Please copy each line below that contains the word "only".
(Records for the task Opens)
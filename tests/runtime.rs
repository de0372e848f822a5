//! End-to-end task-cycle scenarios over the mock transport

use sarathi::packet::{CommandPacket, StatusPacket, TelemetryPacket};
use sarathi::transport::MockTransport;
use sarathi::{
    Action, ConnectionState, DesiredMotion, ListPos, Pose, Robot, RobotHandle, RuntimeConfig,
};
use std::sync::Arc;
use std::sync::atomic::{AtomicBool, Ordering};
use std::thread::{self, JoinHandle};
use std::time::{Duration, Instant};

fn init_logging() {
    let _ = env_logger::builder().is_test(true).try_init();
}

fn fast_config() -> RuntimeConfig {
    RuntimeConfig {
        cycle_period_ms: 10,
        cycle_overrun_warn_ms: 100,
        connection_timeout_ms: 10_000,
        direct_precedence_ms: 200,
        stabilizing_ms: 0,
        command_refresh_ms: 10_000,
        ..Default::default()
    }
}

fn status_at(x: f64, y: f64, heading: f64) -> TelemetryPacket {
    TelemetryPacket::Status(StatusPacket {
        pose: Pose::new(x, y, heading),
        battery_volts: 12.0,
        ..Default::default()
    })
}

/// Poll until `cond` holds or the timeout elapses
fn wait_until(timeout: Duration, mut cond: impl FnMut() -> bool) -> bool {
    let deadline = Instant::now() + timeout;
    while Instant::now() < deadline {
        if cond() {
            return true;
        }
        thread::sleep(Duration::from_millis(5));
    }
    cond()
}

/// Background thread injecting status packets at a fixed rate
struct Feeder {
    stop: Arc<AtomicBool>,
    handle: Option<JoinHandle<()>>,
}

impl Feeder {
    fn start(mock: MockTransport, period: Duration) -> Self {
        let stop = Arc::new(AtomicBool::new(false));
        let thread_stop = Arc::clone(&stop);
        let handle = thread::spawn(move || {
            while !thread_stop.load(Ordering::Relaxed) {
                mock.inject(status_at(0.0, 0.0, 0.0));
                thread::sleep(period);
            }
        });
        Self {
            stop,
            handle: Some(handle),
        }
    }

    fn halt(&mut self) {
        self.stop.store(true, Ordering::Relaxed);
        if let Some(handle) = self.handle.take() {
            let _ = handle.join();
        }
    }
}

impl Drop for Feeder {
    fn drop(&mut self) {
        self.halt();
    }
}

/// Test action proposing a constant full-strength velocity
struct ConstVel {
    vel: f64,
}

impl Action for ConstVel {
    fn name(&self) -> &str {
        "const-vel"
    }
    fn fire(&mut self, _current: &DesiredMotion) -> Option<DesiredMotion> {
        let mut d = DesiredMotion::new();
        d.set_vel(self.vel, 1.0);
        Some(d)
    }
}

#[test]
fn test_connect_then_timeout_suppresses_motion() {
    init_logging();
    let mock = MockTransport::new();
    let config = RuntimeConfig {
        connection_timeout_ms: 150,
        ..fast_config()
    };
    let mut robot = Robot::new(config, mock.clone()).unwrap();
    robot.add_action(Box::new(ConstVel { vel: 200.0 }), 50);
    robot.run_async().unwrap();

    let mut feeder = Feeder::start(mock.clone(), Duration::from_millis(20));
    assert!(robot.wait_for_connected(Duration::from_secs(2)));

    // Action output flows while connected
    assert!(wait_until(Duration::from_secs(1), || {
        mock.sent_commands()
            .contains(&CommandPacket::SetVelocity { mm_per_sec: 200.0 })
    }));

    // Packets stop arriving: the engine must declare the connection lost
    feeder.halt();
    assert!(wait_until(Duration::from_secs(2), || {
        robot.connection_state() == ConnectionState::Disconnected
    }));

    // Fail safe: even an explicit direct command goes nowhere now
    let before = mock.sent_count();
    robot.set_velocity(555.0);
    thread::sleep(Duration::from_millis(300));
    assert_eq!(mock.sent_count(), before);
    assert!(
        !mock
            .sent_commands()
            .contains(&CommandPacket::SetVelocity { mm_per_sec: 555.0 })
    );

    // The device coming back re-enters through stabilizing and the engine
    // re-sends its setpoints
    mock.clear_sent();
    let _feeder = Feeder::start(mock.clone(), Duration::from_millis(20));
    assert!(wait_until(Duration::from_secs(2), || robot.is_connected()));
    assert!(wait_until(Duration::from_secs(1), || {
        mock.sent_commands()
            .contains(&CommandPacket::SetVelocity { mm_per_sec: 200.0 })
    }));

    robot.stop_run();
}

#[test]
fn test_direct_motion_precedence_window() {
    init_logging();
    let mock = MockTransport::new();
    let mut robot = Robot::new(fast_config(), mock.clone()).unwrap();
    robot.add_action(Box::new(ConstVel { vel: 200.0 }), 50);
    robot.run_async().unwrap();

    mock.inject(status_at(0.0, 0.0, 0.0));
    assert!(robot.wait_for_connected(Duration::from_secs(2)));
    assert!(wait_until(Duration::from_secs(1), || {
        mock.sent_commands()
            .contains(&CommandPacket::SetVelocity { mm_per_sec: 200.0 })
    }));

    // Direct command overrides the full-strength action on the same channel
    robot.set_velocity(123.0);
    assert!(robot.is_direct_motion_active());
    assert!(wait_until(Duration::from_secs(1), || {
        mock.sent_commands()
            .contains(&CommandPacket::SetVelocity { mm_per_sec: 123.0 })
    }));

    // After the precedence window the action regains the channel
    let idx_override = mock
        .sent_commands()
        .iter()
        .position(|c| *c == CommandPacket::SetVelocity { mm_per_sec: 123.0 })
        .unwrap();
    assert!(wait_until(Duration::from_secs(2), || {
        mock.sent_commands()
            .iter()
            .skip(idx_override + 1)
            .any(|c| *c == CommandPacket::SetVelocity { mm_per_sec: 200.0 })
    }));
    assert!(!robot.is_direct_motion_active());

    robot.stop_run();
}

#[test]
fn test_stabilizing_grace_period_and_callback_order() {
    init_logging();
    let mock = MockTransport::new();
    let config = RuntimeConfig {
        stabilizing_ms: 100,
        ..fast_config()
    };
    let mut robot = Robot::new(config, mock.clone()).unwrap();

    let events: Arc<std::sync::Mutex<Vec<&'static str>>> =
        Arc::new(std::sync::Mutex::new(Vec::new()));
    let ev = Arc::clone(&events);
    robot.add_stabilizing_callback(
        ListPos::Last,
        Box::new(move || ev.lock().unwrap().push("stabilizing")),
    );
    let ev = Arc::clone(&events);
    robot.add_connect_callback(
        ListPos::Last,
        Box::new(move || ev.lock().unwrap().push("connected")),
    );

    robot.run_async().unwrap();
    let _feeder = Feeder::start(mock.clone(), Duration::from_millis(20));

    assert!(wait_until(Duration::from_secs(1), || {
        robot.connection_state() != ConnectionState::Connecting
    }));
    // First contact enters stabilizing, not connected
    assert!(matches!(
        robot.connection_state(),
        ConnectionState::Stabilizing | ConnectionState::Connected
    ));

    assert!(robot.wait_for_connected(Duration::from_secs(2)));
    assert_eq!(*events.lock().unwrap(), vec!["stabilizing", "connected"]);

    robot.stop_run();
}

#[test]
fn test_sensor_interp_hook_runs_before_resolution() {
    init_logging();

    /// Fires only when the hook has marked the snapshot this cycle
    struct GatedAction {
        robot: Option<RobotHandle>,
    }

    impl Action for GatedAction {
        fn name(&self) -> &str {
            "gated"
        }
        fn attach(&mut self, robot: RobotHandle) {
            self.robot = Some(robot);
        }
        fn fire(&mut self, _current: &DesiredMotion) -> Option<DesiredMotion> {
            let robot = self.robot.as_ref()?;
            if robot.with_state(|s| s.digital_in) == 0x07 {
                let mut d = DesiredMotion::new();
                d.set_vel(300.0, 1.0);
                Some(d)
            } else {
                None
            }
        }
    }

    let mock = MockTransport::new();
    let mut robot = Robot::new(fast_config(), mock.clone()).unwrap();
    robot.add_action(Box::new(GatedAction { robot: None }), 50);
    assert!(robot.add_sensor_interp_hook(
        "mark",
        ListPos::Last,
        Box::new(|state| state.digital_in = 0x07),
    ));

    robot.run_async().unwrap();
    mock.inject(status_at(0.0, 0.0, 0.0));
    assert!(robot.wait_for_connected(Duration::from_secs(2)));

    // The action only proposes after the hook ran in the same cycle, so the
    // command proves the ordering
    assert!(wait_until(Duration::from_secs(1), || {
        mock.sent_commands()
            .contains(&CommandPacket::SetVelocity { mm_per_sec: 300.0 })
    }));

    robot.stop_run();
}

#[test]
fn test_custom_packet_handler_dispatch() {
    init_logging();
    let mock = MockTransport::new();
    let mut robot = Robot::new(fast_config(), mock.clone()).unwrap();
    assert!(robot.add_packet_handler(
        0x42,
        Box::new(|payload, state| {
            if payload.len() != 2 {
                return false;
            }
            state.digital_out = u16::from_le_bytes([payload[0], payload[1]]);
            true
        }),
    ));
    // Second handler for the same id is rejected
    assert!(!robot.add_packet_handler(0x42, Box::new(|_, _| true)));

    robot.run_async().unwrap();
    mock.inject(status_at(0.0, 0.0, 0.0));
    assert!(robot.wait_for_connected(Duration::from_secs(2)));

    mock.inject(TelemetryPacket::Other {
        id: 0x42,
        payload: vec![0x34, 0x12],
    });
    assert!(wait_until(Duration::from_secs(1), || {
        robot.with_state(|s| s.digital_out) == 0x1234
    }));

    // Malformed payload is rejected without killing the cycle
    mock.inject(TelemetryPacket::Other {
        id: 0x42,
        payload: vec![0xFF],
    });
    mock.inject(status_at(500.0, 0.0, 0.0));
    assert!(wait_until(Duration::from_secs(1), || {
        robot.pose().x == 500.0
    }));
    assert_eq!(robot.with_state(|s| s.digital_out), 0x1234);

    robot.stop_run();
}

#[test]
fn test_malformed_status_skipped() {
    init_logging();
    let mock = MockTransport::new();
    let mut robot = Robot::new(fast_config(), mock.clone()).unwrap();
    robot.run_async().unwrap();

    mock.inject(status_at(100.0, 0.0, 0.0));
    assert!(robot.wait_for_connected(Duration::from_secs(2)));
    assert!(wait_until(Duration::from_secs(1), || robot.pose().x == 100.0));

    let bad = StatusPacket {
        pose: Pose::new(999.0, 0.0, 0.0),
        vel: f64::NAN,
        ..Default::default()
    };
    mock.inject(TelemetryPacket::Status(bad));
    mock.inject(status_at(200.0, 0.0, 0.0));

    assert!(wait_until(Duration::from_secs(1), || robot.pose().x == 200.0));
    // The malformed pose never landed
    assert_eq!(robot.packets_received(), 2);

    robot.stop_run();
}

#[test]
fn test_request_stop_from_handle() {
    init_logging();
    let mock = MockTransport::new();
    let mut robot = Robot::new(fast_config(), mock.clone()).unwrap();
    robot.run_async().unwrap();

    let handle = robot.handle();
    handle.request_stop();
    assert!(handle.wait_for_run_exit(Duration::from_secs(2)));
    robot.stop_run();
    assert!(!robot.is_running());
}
(Records for the task Closes)
▸ **Reply**:
    /// Fires only when the hook has marked the snapshot this cycle
    // The action only proposes after the hook ran in the same cycle, so the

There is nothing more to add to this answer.